■ What needs to be done ■
Within the material below, find each line bearing the word "nothing" and present it.
------------
//! Configuration management utilities.

use std::env;
use std::fs;
use std::path::{Path, PathBuf};

use anyhow::{Context, Result};
use dirs_next::config_dir;
use serde::{Deserialize, Serialize};

use crate::domain::model::{NoMatchPolicy, ReplaceMode};
use crate::infra::fs::WriteOptions;

const DEFAULT_CONFIG: &str = include_str!("../../assets/default-config.toml");
const DEFAULT_WORKSPACE_CONFIG_PATH: &str = ".textpatch/config.toml";

/// Layered configuration loaded from defaults, user, workspace, and env.
#[derive(Debug, Clone, PartialEq, Eq, Serialize, Deserialize, Default)]
pub struct Config {
    #[serde(default = "Defaults::unset")]
    pub defaults: Defaults,
    #[serde(default = "Write::unset")]
    pub write: Write,
}

#[derive(Debug, Clone, PartialEq, Eq, Serialize, Deserialize)]
pub struct Defaults {
    #[serde(default)]
    mode: Option<ReplaceMode>,
    #[serde(default)]
    on_no_match: Option<NoMatchPolicy>,
}

impl Defaults {
    /// A layer that sets nothing, used when a file omits `[defaults]`.
    fn unset() -> Self {
        Self {
            mode: None,
            on_no_match: None,
        }
    }

    pub fn mode(&self) -> ReplaceMode {
        self.mode.unwrap_or_default()
    }

    pub fn on_no_match(&self) -> NoMatchPolicy {
        self.on_no_match.unwrap_or_default()
    }
}

impl Default for Defaults {
    fn default() -> Self {
        Self {
            mode: Some(ReplaceMode::default()),
            on_no_match: Some(NoMatchPolicy::default()),
        }
    }
}

#[derive(Debug, Clone, PartialEq, Eq, Serialize, Deserialize)]
pub struct Write {
    #[serde(default)]
    atomic: Option<bool>,
    #[serde(default)]
    backup: Option<bool>,
    #[serde(default)]
    backup_suffix: Option<String>,
}

impl Write {
    /// A layer that sets nothing, used when a file omits `[write]`.
    fn unset() -> Self {
        Self {
            atomic: None,
            backup: None,
            backup_suffix: None,
        }
    }

    fn default_atomic() -> bool {
        true
    }

    fn default_backup() -> bool {
        false
    }

    fn default_backup_suffix() -> &'static str {
        "bak"
    }

    pub fn atomic(&self) -> bool {
        self.atomic.unwrap_or_else(Self::default_atomic)
    }

    pub fn backup(&self) -> bool {
        self.backup.unwrap_or_else(Self::default_backup)
    }

    pub fn backup_suffix(&self) -> String {
        self.backup_suffix
            .clone()
            .unwrap_or_else(|| Self::default_backup_suffix().to_owned())
    }

    /// Resolve into the options a file resource writes with.
    pub fn options(&self) -> WriteOptions {
        WriteOptions {
            atomic: self.atomic(),
            backup: self.backup(),
            backup_suffix: self.backup_suffix(),
        }
    }
}

impl Default for Write {
    fn default() -> Self {
        Self {
            atomic: Some(Self::default_atomic()),
            backup: Some(Self::default_backup()),
            backup_suffix: Some(Self::default_backup_suffix().to_owned()),
        }
    }
}

/// Environment overrides for critical settings.
#[derive(Debug, Default, Clone)]
pub struct EnvOverrides {
    mode: Option<String>,
    on_no_match: Option<String>,
    backup: Option<String>,
}

impl EnvOverrides {
    fn from_env() -> Self {
        Self {
            mode: env::var("TEXTPATCH_MODE").ok(),
            on_no_match: env::var("TEXTPATCH_ON_NO_MATCH").ok(),
            backup: env::var("TEXTPATCH_BACKUP").ok(),
        }
    }

    #[cfg(test)]
    fn for_tests(mode: &str, on_no_match: &str, backup: &str) -> Self {
        Self {
            mode: Some(mode.to_owned()),
            on_no_match: Some(on_no_match.to_owned()),
            backup: Some(backup.to_owned()),
        }
    }
}

impl Config {
    /// Load configuration from defaults, user/global config, workspace config, and env overrides.
    pub fn load() -> Result<Self> {
        let env = EnvOverrides::from_env();
        let global = global_config_path();
        let workspace = workspace_config_path()?;
        Self::load_with_layers(global, workspace, env)
    }

    fn load_with_layers(
        global: Option<PathBuf>,
        workspace: Option<PathBuf>,
        env_overrides: EnvOverrides,
    ) -> Result<Self> {
        let mut layers: Vec<Config> = Vec::new();

        layers.push(Self::from_str(DEFAULT_CONFIG)?);

        if let Some(global_path) = global.filter(|path| path.exists()) {
            tracing::debug!(path = %global_path.display(), "loading user config");
            layers.push(Self::from_file(&global_path)?);
        }

        if let Some(workspace_path) = workspace.filter(|path| path.exists()) {
            tracing::debug!(path = %workspace_path.display(), "loading workspace config");
            layers.push(Self::from_file(&workspace_path)?);
        }

        let merged = layers.into_iter().reduce(Config::merge).unwrap_or_default();
        Ok(apply_env_overrides(merged, env_overrides))
    }

    fn from_file(path: &Path) -> Result<Self> {
        let data = fs::read_to_string(path)
            .with_context(|| format!("failed to read config file: {}", path.display()))?;
        Self::from_str(&data)
            .with_context(|| format!("invalid config file: {}", path.display()))
    }

    fn from_str(contents: &str) -> Result<Self> {
        let config: Config =
            toml::from_str(contents).with_context(|| "failed to parse TOML config".to_string())?;
        Ok(config)
    }

    fn merge(self, other: Self) -> Self {
        Self {
            defaults: merge_defaults(self.defaults, other.defaults),
            write: merge_write(self.write, other.write),
        }
    }
}

fn merge_defaults(mut base: Defaults, overlay: Defaults) -> Defaults {
    if let Some(value) = overlay.mode {
        base.mode = Some(value);
    }
    if let Some(value) = overlay.on_no_match {
        base.on_no_match = Some(value);
    }
    base
}

fn merge_write(mut base: Write, overlay: Write) -> Write {
    if let Some(value) = overlay.atomic {
        base.atomic = Some(value);
    }
    if let Some(value) = overlay.backup {
        base.backup = Some(value);
    }
    if let Some(value) = overlay.backup_suffix {
        base.backup_suffix = Some(value);
    }
    base
}

fn global_config_path() -> Option<PathBuf> {
    config_dir().map(|base| base.join("textpatch/config.toml"))
}

fn workspace_config_path() -> Result<Option<PathBuf>> {
    let cwd = env::current_dir()?;
    let root = find_repo_root(&cwd).unwrap_or(cwd);
    Ok(Some(root.join(DEFAULT_WORKSPACE_CONFIG_PATH)))
}

fn find_repo_root(start: &Path) -> Option<PathBuf> {
    let mut current = start;
    loop {
        if current.join(".git").exists() {
            return Some(current.to_path_buf());
        }
        match current.parent() {
            Some(parent) => current = parent,
            None => return None,
        }
    }
}

fn apply_env_overrides(mut config: Config, env: EnvOverrides) -> Config {
    if let Some(raw) = env.mode {
        match raw.parse() {
            Ok(mode) => config.defaults.mode = Some(mode),
            Err(err) => tracing::warn!(error = %err, "ignoring TEXTPATCH_MODE"),
        }
    }
    if let Some(raw) = env.on_no_match {
        match raw.parse() {
            Ok(policy) => config.defaults.on_no_match = Some(policy),
            Err(err) => tracing::warn!(error = %err, "ignoring TEXTPATCH_ON_NO_MATCH"),
        }
    }
    if let Some(raw) = env.backup {
        match parse_flag(&raw) {
            Some(flag) => config.write.backup = Some(flag),
            None => tracing::warn!(value = %raw, "ignoring TEXTPATCH_BACKUP"),
        }
    }
    config
}

fn parse_flag(raw: &str) -> Option<bool> {
    match raw.trim().to_ascii_lowercase().as_str() {
        "1" | "true" | "yes" | "on" => Some(true),
        "0" | "false" | "no" | "off" => Some(false),
        _ => None,
    }
}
------------
■ Finished task ■
    /// A layer that sets nothing, used when a file omits `[defaults]`.
    /// A layer that sets nothing, used when a file omits `[write]`.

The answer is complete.